Originally issued on DVD by Second Run, Intimate Lighting gets an HD upgrade with a 1080p24 MPEG-4 AVC 1.37:1 pillarboxed fullscreen encode of a recent 4K restoration by the Czech National Film Archive. Whereas some past Czech restorations have been imperfect due to the archiving of the materials, the damage on Intimate Lighting is not distracting, perhaps because the film was not intended to look glossy despite the presence of Miroslav Ondrícek (Amadeus) behind the camera.

Audio

The sole audio option is a Czech LPCM 2.0 mono track that is clean and effortlessly delivers the film's simplistic mix of dialogue, music, and sparse sound effects. Optional English subtitles are free of errors.

Extras

Second Run ports over the DVD's interview with director Ivan Passer (19:25) in which he describes the manner in which his directorial debut came about. Not ready to move up from screenwriting, he nevertheless agreed to direct a treatment by colleague Václav Sasek (The Firemen's Ball) who needed a paycheck to buy furniture for his expectant wife.

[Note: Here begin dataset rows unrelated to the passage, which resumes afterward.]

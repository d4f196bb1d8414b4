// SPDX-License-Identifier: PolyForm-Noncommercial-1.0.0
// Copyright (c) 2025 Sylvex. All rights reserved.

//! Node addresses.
//!
//! Every data point the gateway touches is addressed by a
//! `(namespace index, identifier)` pair. Configuration only ever names
//! string identifiers, but a folder walk can surface children of any
//! identifier kind, so the full set is modelled here.

use std::fmt;
use std::str::FromStr;

use base64::{engine::general_purpose::STANDARD as BASE64, Engine};
use serde::{Deserialize, Serialize};
use thiserror::Error;
use uuid::Uuid;

// =============================================================================
// NodeIdentifier
// =============================================================================

/// The identifier half of a node address.
#[derive(Debug, Clone, PartialEq, Eq, Hash, Serialize, Deserialize)]
#[serde(tag = "kind", content = "value", rename_all = "lowercase")]
pub enum NodeIdentifier {
    /// Numeric identifier (`i=`).
    Numeric(u32),
    /// String identifier (`s=`).
    String(String),
    /// GUID identifier (`g=`).
    Guid(Uuid),
    /// Opaque byte-string identifier (`b=`, base64 in text form).
    Opaque(Vec<u8>),
}

impl NodeIdentifier {
    /// Returns the short kind prefix used in the text form.
    pub const fn prefix(&self) -> &'static str {
        match self {
            Self::Numeric(_) => "i",
            Self::String(_) => "s",
            Self::Guid(_) => "g",
            Self::Opaque(_) => "b",
        }
    }
}

impl fmt::Display for NodeIdentifier {
    fn fmt(&self, f: &mut fmt::Formatter<'_>) -> fmt::Result {
        match self {
            Self::Numeric(v) => write!(f, "{}", v),
            Self::String(v) => write!(f, "{}", v),
            Self::Guid(v) => write!(f, "{}", v),
            Self::Opaque(v) => write!(f, "{}", BASE64.encode(v)),
        }
    }
}

// =============================================================================
// NodeAddress
// =============================================================================

/// A node address: namespace index plus identifier.
///
/// # Examples
///
/// ```
/// use sluice_core::NodeAddress;
///
/// let addr: NodeAddress = "ns=2;s=Line1.Temperature".parse().unwrap();
/// assert_eq!(addr.namespace_index, 2);
/// assert_eq!(addr.as_string(), Some("Line1.Temperature"));
/// assert_eq!(addr.to_string(), "ns=2;s=Line1.Temperature");
/// ```
#[derive(Debug, Clone, PartialEq, Eq, Hash, Serialize, Deserialize)]
pub struct NodeAddress {
    /// Namespace index.
    pub namespace_index: u16,

    /// Identifier within the namespace.
    pub identifier: NodeIdentifier,
}

impl NodeAddress {
    /// Creates a string-identified address.
    #[inline]
    pub fn string(namespace_index: u16, identifier: impl Into<String>) -> Self {
        Self {
            namespace_index,
            identifier: NodeIdentifier::String(identifier.into()),
        }
    }

    /// Creates a numeric address.
    #[inline]
    pub const fn numeric(namespace_index: u16, identifier: u32) -> Self {
        Self {
            namespace_index,
            identifier: NodeIdentifier::Numeric(identifier),
        }
    }

    /// Creates a GUID address.
    #[inline]
    pub const fn guid(namespace_index: u16, identifier: Uuid) -> Self {
        Self {
            namespace_index,
            identifier: NodeIdentifier::Guid(identifier),
        }
    }

    /// Creates an opaque address.
    #[inline]
    pub fn opaque(namespace_index: u16, identifier: impl Into<Vec<u8>>) -> Self {
        Self {
            namespace_index,
            identifier: NodeIdentifier::Opaque(identifier.into()),
        }
    }

    /// Returns `true` if the identifier is a string.
    #[inline]
    pub const fn is_string(&self) -> bool {
        matches!(self.identifier, NodeIdentifier::String(_))
    }

    /// Returns the identifier text if it is a string identifier.
    #[inline]
    pub fn as_string(&self) -> Option<&str> {
        match &self.identifier {
            NodeIdentifier::String(v) => Some(v),
            _ => None,
        }
    }
}

impl fmt::Display for NodeAddress {
    fn fmt(&self, f: &mut fmt::Formatter<'_>) -> fmt::Result {
        write!(
            f,
            "ns={};{}={}",
            self.namespace_index,
            self.identifier.prefix(),
            self.identifier
        )
    }
}

/// Error returned when a textual node address cannot be parsed.
#[derive(Debug, Clone, PartialEq, Eq, Error)]
#[error("invalid node address '{input}': {reason}")]
pub struct AddressParseError {
    /// The rejected input.
    pub input: String,
    /// What was wrong with it.
    pub reason: &'static str,
}

impl AddressParseError {
    fn new(input: &str, reason: &'static str) -> Self {
        Self {
            input: input.to_string(),
            reason,
        }
    }
}

impl FromStr for NodeAddress {
    type Err = AddressParseError;

    /// Parses `ns=<n>;{i|s|g|b}=<id>`; the namespace part may be omitted
    /// for namespace 0.
    fn from_str(s: &str) -> Result<Self, Self::Err> {
        let trimmed = s.trim();

        let (namespace_index, rest) = match trimmed.strip_prefix("ns=") {
            Some(tail) => {
                let (ns, rest) = tail
                    .split_once(';')
                    .ok_or_else(|| AddressParseError::new(s, "missing identifier"))?;
                let ns = ns
                    .parse::<u16>()
                    .map_err(|_| AddressParseError::new(s, "invalid namespace index"))?;
                (ns, rest)
            }
            None => (0, trimmed),
        };

        let (kind, value) = rest
            .split_once('=')
            .ok_or_else(|| AddressParseError::new(s, "missing identifier kind"))?;

        let identifier = match kind {
            "i" => NodeIdentifier::Numeric(
                value
                    .parse()
                    .map_err(|_| AddressParseError::new(s, "invalid numeric identifier"))?,
            ),
            "s" if !value.is_empty() => NodeIdentifier::String(value.to_string()),
            "s" => return Err(AddressParseError::new(s, "empty string identifier")),
            "g" => NodeIdentifier::Guid(
                Uuid::parse_str(value).map_err(|_| AddressParseError::new(s, "invalid guid"))?,
            ),
            "b" => NodeIdentifier::Opaque(
                BASE64
                    .decode(value)
                    .map_err(|_| AddressParseError::new(s, "invalid base64"))?,
            ),
            _ => return Err(AddressParseError::new(s, "unknown identifier kind")),
        };

        Ok(Self {
            namespace_index,
            identifier,
        })
    }
}

// =============================================================================
// Tests
// =============================================================================
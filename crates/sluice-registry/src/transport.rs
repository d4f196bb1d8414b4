// SPDX-License-Identifier: PolyForm-Noncommercial-1.0.0
// Copyright (c) 2025 Sylvex. All rights reserved.

//! Registry transport abstraction.
//!
//! The gateway needs exactly three verbs against the registry, each with a
//! JSON body. Every call is self-contained: there is no cursor or session
//! state shared between calls, so one transport can serve every connector.

use async_trait::async_trait;
use serde_json::Value;

use crate::error::RegistryResult;

/// JSON-over-HTTP registry client.
#[async_trait]
pub trait RegistryTransport: Send + Sync {
    /// `GET path`, returning the decoded document.
    ///
    /// An empty body decodes to `Value::Null`.
    async fn get(&self, path: &str) -> RegistryResult<Value>;

    /// `POST path` with a JSON body, returning the response document.
    async fn post(&self, path: &str, body: &Value) -> RegistryResult<Value>;

    /// `PUT path` with a JSON body, returning the response document.
    async fn put(&self, path: &str, body: &Value) -> RegistryResult<Value>;

    /// Releases the transport. Later calls may fail.
    async fn close(&self) -> RegistryResult<()> {
        Ok(())
    }

    /// Returns a short name for logs.
    fn name(&self) -> &str {
        "registry"
    }
}

/// Returns `true` if a registry document means "no such record":
/// `null`, `{}`, `[]` or an empty string.
pub fn is_empty_document(value: &Value) -> bool {
    match value {
        Value::Null => true,
        Value::Object(map) => map.is_empty(),
        Value::Array(items) => items.is_empty(),
        Value::String(s) => s.is_empty(),
        Value::Bool(_) | Value::Number(_) => false,
    }
}

#[cfg(test)]
mod tests {
    use serde_json::json;

    use super::*;

    #[test]
    fn test_empty_documents() {
        assert!(is_empty_document(&Value::Null));
        assert!(is_empty_document(&json!({})));
        assert!(is_empty_document(&json!([])));
        assert!(is_empty_document(&json!("")));
    }

    #[test]
    fn test_present_documents() {
        assert!(!is_empty_document(&json!({"serverId": 1})));
        assert!(!is_empty_document(&json!([{"serverId": 1}])));
        assert!(!is_empty_document(&json!(0)));
        assert!(!is_empty_document(&json!(false)));
    }
}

Passer forgot about the agreement until the producers contacted him and he started developing the script. He recalls casting Blazek who actually was the music teacher at the location they found for the opening scene, and the suggestion from Milos Forman (One Flew Over the Cuckoo's Nest) that he cast his wife Kresadlová as Stepa. He recalls colleague Sasek calling the film the most boring thing he had scene, and voices his intention that the film play like a visit to family and lend itself to multiple views from which different impressions can be gleaned and reveals that he still encounters fans of the film all over the world. Added to the Blu-ray is Passer's 1964 short film A Boring Afternoon (Fádní odpoledne) (14:09). Housed in the case is a booklet featuring new writing on the film by Trevor Johnston, and an essay by critic Philp Bergson that frames the film in the context of the Communist regime, particularly the status of classical music with the Czech authorities viewing "the musical excellence of heir performers and ensembles as a valuable cultural export to show the decadent West a thing or two" (with Petr seeing musical excellence as an escape route to the West).

Overall

Less a narrative than a comic study of contrasts, Intimate Lighting could be described just as easily to depict mutual envy as it might the difficulty of maintaining idealistic façades under totalitarian rule.